(What you will do): Every entry below needs to be repeated exactly as written.

(Dataset entries):
== == ==

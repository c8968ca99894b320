// db/userdb.rs
use async_trait::async_trait;
use sqlx::types::BigDecimal;
use uuid::Uuid;

use super::db::DBClient;
use crate::models::usermodel::{User, UserRole};

const USER_COLUMNS: &str = r#"
    id, name, email, password, role, bio, skills, hourly_rate, avatar_url,
    payout_account_id, rating_average, rating_count, is_active, created_at, updated_at
"#;

#[async_trait]
pub trait UserExt {
    async fn get_user(
        &self,
        user_id: Option<Uuid>,
        email: Option<&str>,
    ) -> Result<Option<User>, sqlx::Error>;

    async fn get_users(&self, page: u32, limit: usize) -> Result<Vec<User>, sqlx::Error>;

    async fn get_user_count(&self) -> Result<i64, sqlx::Error>;

    async fn save_user<T: Into<String> + Send>(
        &self,
        name: T,
        email: T,
        password: T,
        role: UserRole,
    ) -> Result<User, sqlx::Error>;

    async fn update_user_profile(
        &self,
        user_id: Uuid,
        name: Option<String>,
        bio: Option<String>,
        skills: Option<Vec<String>>,
        hourly_rate: Option<BigDecimal>,
        avatar_url: Option<String>,
    ) -> Result<User, sqlx::Error>;

    async fn update_payout_account(
        &self,
        user_id: Uuid,
        payout_account_id: String,
    ) -> Result<User, sqlx::Error>;

    async fn update_user_role(&self, user_id: Uuid, role: UserRole) -> Result<User, sqlx::Error>;

    async fn set_user_active(&self, user_id: Uuid, is_active: bool) -> Result<User, sqlx::Error>;
}

#[async_trait]
impl UserExt for DBClient {
    async fn get_user(
        &self,
        user_id: Option<Uuid>,
        email: Option<&str>,
    ) -> Result<Option<User>, sqlx::Error> {
        let mut user: Option<User> = None;

        if let Some(user_id) = user_id {
            user = sqlx::query_as::<_, User>(&format!(
                "SELECT {} FROM users WHERE id = $1",
                USER_COLUMNS
            ))
            .bind(user_id)
            .fetch_optional(&self.pool)
            .await?;
        } else if let Some(email) = email {
            user = sqlx::query_as::<_, User>(&format!(
                "SELECT {} FROM users WHERE LOWER(email) = LOWER($1)",
                USER_COLUMNS
            ))
            .bind(email)
            .fetch_optional(&self.pool)
            .await?;
        }

        Ok(user)
    }

    async fn get_users(&self, page: u32, limit: usize) -> Result<Vec<User>, sqlx::Error> {
        let offset = (page.max(1) - 1) as i64 * limit as i64;

        sqlx::query_as::<_, User>(&format!(
            "SELECT {} FROM users ORDER BY created_at DESC LIMIT $1 OFFSET $2",
            USER_COLUMNS
        ))
        .bind(limit as i64)
        .bind(offset)
        .fetch_all(&self.pool)
        .await
    }

    async fn get_user_count(&self) -> Result<i64, sqlx::Error> {
        let count: i64 = sqlx::query_scalar("SELECT COUNT(*) FROM users")
            .fetch_one(&self.pool)
            .await?;
        Ok(count)
    }

    async fn save_user<T: Into<String> + Send>(
        &self,
        name: T,
        email: T,
        password: T,
        role: UserRole,
    ) -> Result<User, sqlx::Error> {
        sqlx::query_as::<_, User>(&format!(
            r#"
            INSERT INTO users (name, email, password, role)
            VALUES ($1, $2, $3, $4)
            RETURNING {}
            "#,
            USER_COLUMNS
        ))
        .bind(name.into())
        .bind(email.into())
        .bind(password.into())
        .bind(role)
        .fetch_one(&self.pool)
        .await
    }

    async fn update_user_profile(
        &self,
        user_id: Uuid,
        name: Option<String>,
        bio: Option<String>,
        skills: Option<Vec<String>>,
        hourly_rate: Option<BigDecimal>,
        avatar_url: Option<String>,
    ) -> Result<User, sqlx::Error> {
        sqlx::query_as::<_, User>(&format!(
            r#"
            UPDATE users SET
                name = COALESCE($2, name),
                bio = COALESCE($3, bio),
                skills = COALESCE($4, skills),
                hourly_rate = COALESCE($5, hourly_rate),
                avatar_url = COALESCE($6, avatar_url),
                updated_at = NOW()
            WHERE id = $1
            RETURNING {}
            "#,
            USER_COLUMNS
        ))
        .bind(user_id)
        .bind(name)
        .bind(bio)
        .bind(skills)
        .bind(hourly_rate)
        .bind(avatar_url)
        .fetch_one(&self.pool)
        .await
    }

    async fn update_payout_account(
        &self,
        user_id: Uuid,
        payout_account_id: String,
    ) -> Result<User, sqlx::Error> {
        sqlx::query_as::<_, User>(&format!(
            r#"
            UPDATE users SET payout_account_id = $2, updated_at = NOW()
            WHERE id = $1
            RETURNING {}
            "#,
            USER_COLUMNS
        ))
        .bind(user_id)
        .bind(payout_account_id)
        .fetch_one(&self.pool)
        .await
    }

    async fn update_user_role(&self, user_id: Uuid, role: UserRole) -> Result<User, sqlx::Error> {
        sqlx::query_as::<_, User>(&format!(
            r#"
            UPDATE users SET role = $2, updated_at = NOW()
            WHERE id = $1
            RETURNING {}
            "#,
            USER_COLUMNS
        ))
        .bind(user_id)
        .bind(role)
        .fetch_one(&self.pool)
        .await
    }

    async fn set_user_active(&self, user_id: Uuid, is_active: bool) -> Result<User, sqlx::Error> {
        sqlx::query_as::<_, User>(&format!(
            r#"
            UPDATE users SET is_active = $2, updated_at = NOW()
            WHERE id = $1
            RETURNING {}
            "#,
            USER_COLUMNS
        ))
        .bind(user_id)
        .bind(is_active)
        .fetch_one(&self.pool)
        .await
    }
}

== == ==

(Answer space):
repository c8968ca99894b320
// db/userdb.rs
use async_trait::async_trait;
use sqlx::types::BigDecimal;
use uuid::Uuid;

use super::db::DBClient;
use crate::models::usermodel::{User, UserRole};

const USER_COLUMNS: &str = r#"
    id, name, email, password, role, bio, skills, hourly_rate, avatar_url,
    payout_account_id, rating_average, rating_count, is_active, created_at, updated_at
"#;

#[async_trait]
pub trait UserExt {
    async fn get_user(
        &self,
        user_id: Option<Uuid>,
        email: Option<&str>,
    ) -> Result<Option<User>, sqlx::Error>;

    async fn get_users(&self, page: u32, limit: usize) -> Result<Vec<User>, sqlx::Error>;

    async fn get_user_count(&self) -> Result<i64, sqlx::Error>;

    async fn save_user<T: Into<String> + Send>(
        &self,
        name: T,
        email: T,
        password: T,
        role: UserRole,
    ) -> Result<User, sqlx::Error>;

    async fn update_user_profile(
        &self,
        user_id: Uuid,
        name: Option<String>,
        bio: Option<String>,
        skills: Option<Vec<String>>,
        hourly_rate: Option<BigDecimal>,
        avatar_url: Option<String>,
    ) -> Result<User, sqlx::Error>;

    async fn update_payout_account(
        &self,
        user_id: Uuid,
        payout_account_id: String,
    ) -> Result<User, sqlx::Error>;

    async fn update_user_role(&self, user_id: Uuid, role: UserRole) -> Result<User, sqlx::Error>;

    async fn set_user_active(&self, user_id: Uuid, is_active: bool) -> Result<User, sqlx::Error>;
}

#[async_trait]
impl UserExt for DBClient {
    async fn get_user(
        &self,
        user_id: Option<Uuid>,
        email: Option<&str>,
    ) -> Result<Option<User>, sqlx::Error> {
        let mut user: Option<User> = None;

        if let Some(user_id) = user_id {
            user = sqlx::query_as::<_, User>(&format!(
                "SELECT {} FROM users WHERE id = $1",
                USER_COLUMNS
            ))
            .bind(user_id)
            .fetch_optional(&self.pool)
            .await?;
        } else if let Some(email) = email {
            user = sqlx::query_as::<_, User>(&format!(
                "SELECT {} FROM users WHERE LOWER(email) = LOWER($1)",
                USER_COLUMNS
            ))
            .bind(email)
            .fetch_optional(&self.pool)
            .await?;
        }

        Ok(user)
    }

    async fn get_users(&self, page: u32, limit: usize) -> Result<Vec<User>, sqlx::Error> {
        let offset = (page.max(1) - 1) as i64 * limit as i64;

        sqlx::query_as::<_, User>(&format!(
            "SELECT {} FROM users ORDER BY created_at DESC LIMIT $1 OFFSET $2",
            USER_COLUMNS
        ))
        .bind(limit as i64)
        .bind(offset)
        .fetch_all(&self.pool)
        .await
    }

    async fn get_user_count(&self) -> Result<i64, sqlx::Error> {
        let count: i64 = sqlx::query_scalar("SELECT COUNT(*) FROM users")
            .fetch_one(&self.pool)
            .await?;
        Ok(count)
    }

    async fn save_user<T: Into<String> + Send>(
        &self,
        name: T,
        email: T,
        password: T,
        role: UserRole,
    ) -> Result<User, sqlx::Error> {
        sqlx::query_as::<_, User>(&format!(
            r#"
            INSERT INTO users (name, email, password, role)
            VALUES ($1, $2, $3, $4)
            RETURNING {}
            "#,
            USER_COLUMNS
        ))
        .bind(name.into())
        .bind(email.into())
        .bind(password.into())
        .bind(role)
        .fetch_one(&self.pool)
        .await
    }

    async fn update_user_profile(
        &self,
        user_id: Uuid,
        name: Option<String>,
        bio: Option<String>,
        skills: Option<Vec<String>>,
        hourly_rate: Option<BigDecimal>,
        avatar_url: Option<String>,
    ) -> Result<User, sqlx::Error> {
        sqlx::query_as::<_, User>(&format!(
            r#"
            UPDATE users SET
                name = COALESCE($2, name),
                bio = COALESCE($3, bio),
                skills = COALESCE($4, skills),
                hourly_rate = COALESCE($5, hourly_rate),
                avatar_url = COALESCE($6, avatar_url),
                updated_at = NOW()
            WHERE id = $1
            RETURNING {}
            "#,
            USER_COLUMNS
        ))
        .bind(user_id)
        .bind(name)
        .bind(bio)
        .bind(skills)
        .bind(hourly_rate)
        .bind(avatar_url)
        .fetch_one(&self.pool)
        .await
    }

    async fn update_payout_account(
        &self,
        user_id: Uuid,
        payout_account_id: String,
    ) -> Result<User, sqlx::Error> {
        sqlx::query_as::<_, User>(&format!(
            r#"
            UPDATE users SET payout_account_id = $2, updated_at = NOW()
            WHERE id = $1
            RETURNING {}
            "#,
            USER_COLUMNS
        ))
        .bind(user_id)
        .bind(payout_account_id)
        .fetch_one(&self.pool)
        .await
    }

    async fn update_user_role(&self, user_id: Uuid, role: UserRole) -> Result<User, sqlx::Error> {
        sqlx::query_as::<_, User>(&format!(
            r#"
            UPDATE users SET role = $2, updated_at = NOW()
            WHERE id = $1
            RETURNING {}
            "#,
            USER_COLUMNS
        ))
        .bind(user_id)
        .bind(role)
        .fetch_one(&self.pool)
        .await
    }

    async fn set_user_active(&self, user_id: Uuid, is_active: bool) -> Result<User, sqlx::Error> {
        sqlx::query_as::<_, User>(&format!(
            r#"
            UPDATE users SET is_active = $2, updated_at = NOW()
            WHERE id = $1
            RETURNING {}
            "#,
            USER_COLUMNS
        ))
        .bind(user_id)
        .bind(is_active)
        .fetch_one(&self.pool)
        .await
    }
}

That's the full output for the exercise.